Ask YC: How do you build a company with no or little politics - okeumeni

During my entire career so far I hated politics; so much that I had jumped from one company to another and avoid as much as I could big companies. I have to say I was never really a victim but heated the fact that others suffered from it.  I’m currently a consultant and really enjoying it.<p>My goal is to create a startup/company with no politics or as little as possible. How do you do that?
======
bridgetroll
Keep politics on the agenda. I mean talk about it, make it a part of normal
conversation for positive reenforcement. Politics will creep in, but keeping
it positive and light should help (but won't prevent) to keep bad feelings
from taking dominance.
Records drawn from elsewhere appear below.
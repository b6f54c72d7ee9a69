//! Staging for LexiMerge.
//!
//! The interchange document arrives as an already tokenized tree
//! ([`Document`]). The [`StagingBuilder`] walks it and assembles one
//! [`StagedEntry`] graph per entry before the repository is touched. Staging
//! resolves identities, parses timestamps, resolves media paths against the
//! document directory, and short-circuits entries whose modification time is
//! unchanged when the run trusts timestamps.

pub mod ast;
pub mod builder;
pub mod error;
pub mod staged;

pub use ast::{
    Document, EntryNode, EtymologyNode, ExampleNode, FieldDefinition, FieldNode,
    GrammaticalInfoNode, MediaNode, NoteNode, PictureNode, PronunciationNode, RelationNode,
    ReversalNode, SenseNode, TraitNode, TranslationNode, UnknownNode, VariantNode,
};
pub use builder::{resolve_media_path, EntryDisposition, StagingBuilder, MORPH_TYPE_TRAIT};
pub use error::{StageError, StageResult};
pub use staged::{
    StagedDocument, StagedEntry, StagedEtymology, StagedExample, StagedField,
    StagedGrammaticalInfo, StagedMedia, StagedNote, StagedPicture, StagedPronunciation,
    StagedRelation, StagedReversal, StagedSense, StagedTrait, StagedTranslation, StagedVariant,
    UnchangedEntry,
};
//! Error types for the resolver crate.

/// Errors that abort resolution.
#[derive(Debug, thiserror::Error)]
pub enum ResolveError {
    /// Store operation failed.
    #[error("store error: {0}")]
    Store(#[from] lxm_store::StoreError),
}

/// Convenience alias for resolver results.
pub type ResolveResult<T> = Result<T, ResolveError>;
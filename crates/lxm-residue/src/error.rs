//! Error types for the residue crate.

/// Errors that can occur while reading or writing residue.
#[derive(Debug, thiserror::Error)]
pub enum ResidueError {
    /// Stored residue is not well-formed markup.
    #[error("malformed residue: {0}")]
    Malformed(String),

    /// The record kind has no residue property.
    #[error("record {0} cannot hold residue")]
    NoResidueSlot(lxm_types::RecordId),

    /// Store operation failed.
    #[error("store error: {0}")]
    Store(#[from] lxm_store::StoreError),
}

/// Convenience alias for residue results.
pub type ResidueResult<T> = Result<T, ResidueError>;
You're a team, play for the team.

EDIT: On some more reflection: Try to honestly assess yourself and how YOU
interact with other people. Are you a positive influence? Do you facilitate
cooperation and openness? You, as a founder, are a significant (if not the
primary) role model in your company.

------
rantfoil
The highest impact way to affect the politics or lack thereof of an
organization is through hiring.

Interview wisely. If there are any questions about character or personality,
axe them immediately. Even if they are amazing engineers or fill an immediate
need -- if there is a whiff of a doubt, do not hire.

Always optimize to avoid false positives, and accept the fact that you will
end up with false negatives through the process.

------
anamax
Don't work with anyone. If you do, don't let anyone listen to anyone except
his/her direct boss and don't let anyone talk to anyone except who he or she
directly manages. Seriously.

As soon as you have multiple people, you're going to make decisions that
someone doesn't like. Politics is how decisions that aren't completely top-
down get made and implemented (or not).

------
smoody
Don't tolerate it. If someone is going off the political deep-end, then let
them go (in a legal way). You might think doing so could cause things to get
worse, but, in many instances, the remaining team will breathe a sigh of
relief once the source of negative energy is gone. Just my two cents.

------
matthewer
Keep the company flat!! I think most of it depends on the org structure of the
company.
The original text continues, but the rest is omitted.